--- EXERCISE INPUT ---

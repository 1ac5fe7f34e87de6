//! The shared-state store: local values, mirrors of the peer's values, and the write outbox.
//!
//! Every slot of [`Attribute::ALL`] lives here as an `i32`. Which slots are local and which are
//! mirrors depends on the [`Role`] the store was built for. Local slots change only through
//! [`SharedState::stage_local`], which also queues the write for the link. Mirrors change only
//! through [`SharedState::apply_remote`].

use std::collections::vec_deque::Drain;
use std::collections::VecDeque;

use tracing::trace;

use crate::attributes::{Attribute, OwnershipTable};
use crate::game::{EndCause, GamePhase, PlayerType, Position};
use crate::sessions::config::GameConfig;
use crate::{GameError, Role};

/// A decoded, validated change to one of the peer's attributes.
#[derive(Debug, Clone, Copy, PartialEq, Eq, Hash)]
pub enum RemoteChange {
    /// The peer's position changed. Carries the full mirrored position.
    PeerMoved(Position),
    /// The peer picked (or dropped) a character.
    PeerSelected(PlayerType),
    /// The host moved the session to another phase.
    PhaseChanged {
        /// The mirrored phase before the notification.
        from: GamePhase,
        /// The phase the host announced.
        to: GamePhase,
    },
    /// The guest asked the host for a phase.
    PhaseRequested(GamePhase),
    /// The host recorded (or cleared) why the round ended.
    EndCause(Option<EndCause>),
    /// The peer's reveal window opened or closed.
    PeerPowerUp {
        /// Whether the window is open.
        active: bool,
    },
}

/// One role's view of the shared attributes.
#[derive(Debug, Clone, PartialEq, Eq)]
pub struct SharedState {
    table: OwnershipTable,
    config: GameConfig,
    values: [i32; Attribute::ALL.len()],
    outbox: VecDeque<(Attribute, i32)>,
}
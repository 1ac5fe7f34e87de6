//! The round countdown.

use web_time::{Duration, Instant};

/// Counts a fixed duration down from the moment PLAY is entered.
///
/// `remaining = duration - (now - start)`, saturating at zero. A cleared timer reports the full
/// duration and never expires.
#[derive(Debug, Clone, Copy, PartialEq, Eq)]
pub struct RoundTimer {
    duration: Duration,
    started_at: Option<Instant>,
}

impl RoundTimer {
    /// Creates a stopped timer.
    #[must_use]
    pub const fn new(duration: Duration) -> Self {
        Self {
            duration,
            started_at: None,
        }
    }

    /// Starts (or restarts) the countdown at `now`.
    pub fn start(&mut self, now: Instant) {
        self.started_at = Some(now);
    }

    /// Stops the countdown and forgets the start instant.
    pub fn clear(&mut self) {
        self.started_at = None;
    }

    /// Returns `true` between [`start`](Self::start) and [`clear`](Self::clear).
    #[must_use]
    pub const fn is_running(&self) -> bool {
        self.started_at.is_some()
    }

    /// The configured round length.
    #[must_use]
    pub const fn duration(&self) -> Duration {
        self.duration
    }

    /// Time left at `now`.
    #[must_use]
    pub fn remaining(&self, now: Instant) -> Duration {
        match self.started_at {
            Some(start) => self
                .duration
                .saturating_sub(now.saturating_duration_since(start)),
            None => self.duration,
        }
    }

    /// Time left at `now`, in whole milliseconds.
    #[must_use]
    pub fn remaining_ms(&self, now: Instant) -> u64 {
        self.remaining(now).as_millis() as u64
    }

    /// Returns `true` once a running timer has reached zero.
    #[must_use]
    pub fn is_expired(&self, now: Instant) -> bool {
        self.is_running() && self.remaining(now).is_zero()
    }

    /// Renders milliseconds as `m:ss`, rounding partial seconds up so the display reads `0:00`
    /// only at zero.
    ///
    /// ```
    /// use princess_of_fire::RoundTimer;
    ///
    /// assert_eq!(RoundTimer::format_remaining(120_000), "2:00");
    /// assert_eq!(RoundTimer::format_remaining(59_001), "1:00");
    /// assert_eq!(RoundTimer::format_remaining(9_000), "0:09");
    /// assert_eq!(RoundTimer::format_remaining(0), "0:00");
    /// ```
    #[must_use]
    pub fn format_remaining(remaining_ms: u64) -> String {
        let seconds = remaining_ms.div_ceil(1000);
        format!("{}:{:02}", seconds / 60, seconds % 60)
    }
}

#[cfg(test)]
#[allow(
    clippy::panic,
    clippy::unwrap_used,
    clippy::expect_used,
    clippy::indexing_slicing
)]
mod tests {
    use super::*;

    const ROUND: Duration = Duration::from_millis(120_000);

    #[test]
    fn counts_down_from_start() {
        let t0 = Instant::now();
        let mut timer = RoundTimer::new(ROUND);
        timer.start(t0);
        assert_eq!(timer.remaining_ms(t0), 120_000);
        assert_eq!(timer.remaining_ms(t0 + Duration::from_millis(1_000)), 119_000);
        assert!(!timer.is_expired(t0 + Duration::from_millis(119_999)));
    }

    #[test]
    fn saturates_at_zero() {
        let t0 = Instant::now();
        let mut timer = RoundTimer::new(ROUND);
        timer.start(t0);
        assert_eq!(timer.remaining_ms(t0 + Duration::from_millis(120_000)), 0);
        assert_eq!(timer.remaining_ms(t0 + Duration::from_millis(120_001)), 0);
        assert!(timer.is_expired(t0 + Duration::from_millis(120_001)));
    }

    #[test]
    fn cleared_timer_never_expires() {
        let t0 = Instant::now();
        let mut timer = RoundTimer::new(ROUND);
        assert!(!timer.is_running());
        assert!(!timer.is_expired(t0 + Duration::from_secs(600)));
        timer.start(t0);
        timer.clear();
        assert_eq!(timer.remaining(t0 + Duration::from_secs(600)), ROUND);
    }

    #[test]
    fn clock_before_start_reads_full() {
        let t0 = Instant::now();
        let mut timer = RoundTimer::new(ROUND);
        timer.start(t0 + Duration::from_millis(50));
        assert_eq!(timer.remaining(t0), ROUND);
    }

    #[test]
    fn format_rounds_partial_seconds_up() {
        assert_eq!(RoundTimer::format_remaining(61_000), "1:01");
        assert_eq!(RoundTimer::format_remaining(60_999), "1:01");
        assert_eq!(RoundTimer::format_remaining(1), "0:01");
    }
}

---

WORK TO BE COMPLETED: Give back every record exactly.

WRITTEN ANSWER:
repository 1ac5fe7f34e87de6
//! The shared-state store: local values, mirrors of the peer's values, and the write outbox.
//!
//! Every slot of [`Attribute::ALL`] lives here as an `i32`. Which slots are local and which are
//! mirrors depends on the [`Role`] the store was built for. Local slots change only through
//! [`SharedState::stage_local`], which also queues the write for the link. Mirrors change only
//! through [`SharedState::apply_remote`].

use std::collections::vec_deque::Drain;
use std::collections::VecDeque;

use tracing::trace;

use crate::attributes::{Attribute, OwnershipTable};
use crate::game::{EndCause, GamePhase, PlayerType, Position};
use crate::sessions::config::GameConfig;
use crate::{GameError, Role};

/// A decoded, validated change to one of the peer's attributes.
#[derive(Debug, Clone, Copy, PartialEq, Eq, Hash)]
pub enum RemoteChange {
    /// The peer's position changed. Carries the full mirrored position.
    PeerMoved(Position),
    /// The peer picked (or dropped) a character.
    PeerSelected(PlayerType),
    /// The host moved the session to another phase.
    PhaseChanged {
        /// The mirrored phase before the notification.
        from: GamePhase,
        /// The phase the host announced.
        to: GamePhase,
    },
    /// The guest asked the host for a phase.
    PhaseRequested(GamePhase),
    /// The host recorded (or cleared) why the round ended.
    EndCause(Option<EndCause>),
    /// The peer's reveal window opened or closed.
    PeerPowerUp {
        /// Whether the window is open.
        active: bool,
    },
}

/// One role's view of the shared attributes.
#[derive(Debug, Clone, PartialEq, Eq)]
pub struct SharedState {
    table: OwnershipTable,
    config: GameConfig,
    values: [i32; Attribute::ALL.len()],
    outbox: VecDeque<(Attribute, i32)>,
}
repository 1ac5fe7f34e87de6
//! The round countdown.

use web_time::{Duration, Instant};

/// Counts a fixed duration down from the moment PLAY is entered.
///
/// `remaining = duration - (now - start)`, saturating at zero. A cleared timer reports the full
/// duration and never expires.
#[derive(Debug, Clone, Copy, PartialEq, Eq)]
pub struct RoundTimer {
    duration: Duration,
    started_at: Option<Instant>,
}

impl RoundTimer {
    /// Creates a stopped timer.
    #[must_use]
    pub const fn new(duration: Duration) -> Self {
        Self {
            duration,
            started_at: None,
        }
    }

    /// Starts (or restarts) the countdown at `now`.
    pub fn start(&mut self, now: Instant) {
        self.started_at = Some(now);
    }

    /// Stops the countdown and forgets the start instant.
    pub fn clear(&mut self) {
        self.started_at = None;
    }

    /// Returns `true` between [`start`](Self::start) and [`clear`](Self::clear).
    #[must_use]
    pub const fn is_running(&self) -> bool {
        self.started_at.is_some()
    }

    /// The configured round length.
    #[must_use]
    pub const fn duration(&self) -> Duration {
        self.duration
    }

    /// Time left at `now`.
    #[must_use]
    pub fn remaining(&self, now: Instant) -> Duration {
        match self.started_at {
            Some(start) => self
                .duration
                .saturating_sub(now.saturating_duration_since(start)),
            None => self.duration,
        }
    }

    /// Time left at `now`, in whole milliseconds.
    #[must_use]
    pub fn remaining_ms(&self, now: Instant) -> u64 {
        self.remaining(now).as_millis() as u64
    }

    /// Returns `true` once a running timer has reached zero.
    #[must_use]
    pub fn is_expired(&self, now: Instant) -> bool {
        self.is_running() && self.remaining(now).is_zero()
    }

    /// Renders milliseconds as `m:ss`, rounding partial seconds up so the display reads `0:00`
    /// only at zero.
    ///
    /// ```
    /// use princess_of_fire::RoundTimer;
    ///
    /// assert_eq!(RoundTimer::format_remaining(120_000), "2:00");
    /// assert_eq!(RoundTimer::format_remaining(59_001), "1:00");
    /// assert_eq!(RoundTimer::format_remaining(9_000), "0:09");
    /// assert_eq!(RoundTimer::format_remaining(0), "0:00");
    /// ```
    #[must_use]
    pub fn format_remaining(remaining_ms: u64) -> String {
        let seconds = remaining_ms.div_ceil(1000);
        format!("{}:{:02}", seconds / 60, seconds % 60)
    }
}

#[cfg(test)]
#[allow(
    clippy::panic,
    clippy::unwrap_used,
    clippy::expect_used,
    clippy::indexing_slicing
)]
mod tests {
    use super::*;

    const ROUND: Duration = Duration::from_millis(120_000);

    #[test]
    fn counts_down_from_start() {
        let t0 = Instant::now();
        let mut timer = RoundTimer::new(ROUND);
        timer.start(t0);
        assert_eq!(timer.remaining_ms(t0), 120_000);
        assert_eq!(timer.remaining_ms(t0 + Duration::from_millis(1_000)), 119_000);
        assert!(!timer.is_expired(t0 + Duration::from_millis(119_999)));
    }

    #[test]
    fn saturates_at_zero() {
        let t0 = Instant::now();
        let mut timer = RoundTimer::new(ROUND);
        timer.start(t0);
        assert_eq!(timer.remaining_ms(t0 + Duration::from_millis(120_000)), 0);
        assert_eq!(timer.remaining_ms(t0 + Duration::from_millis(120_001)), 0);
        assert!(timer.is_expired(t0 + Duration::from_millis(120_001)));
    }

    #[test]
    fn cleared_timer_never_expires() {
        let t0 = Instant::now();
        let mut timer = RoundTimer::new(ROUND);
        assert!(!timer.is_running());
        assert!(!timer.is_expired(t0 + Duration::from_secs(600)));
        timer.start(t0);
        timer.clear();
        assert_eq!(timer.remaining(t0 + Duration::from_secs(600)), ROUND);
    }

    #[test]
    fn clock_before_start_reads_full() {
        let t0 = Instant::now();
        let mut timer = RoundTimer::new(ROUND);
        timer.start(t0 + Duration::from_millis(50));
        assert_eq!(timer.remaining(t0), ROUND);
    }

    #[test]
    fn format_rounds_partial_seconds_up() {
        assert_eq!(RoundTimer::format_remaining(61_000), "1:01");
        assert_eq!(RoundTimer::format_remaining(60_999), "1:01");
        assert_eq!(RoundTimer::format_remaining(1), "0:01");
    }
}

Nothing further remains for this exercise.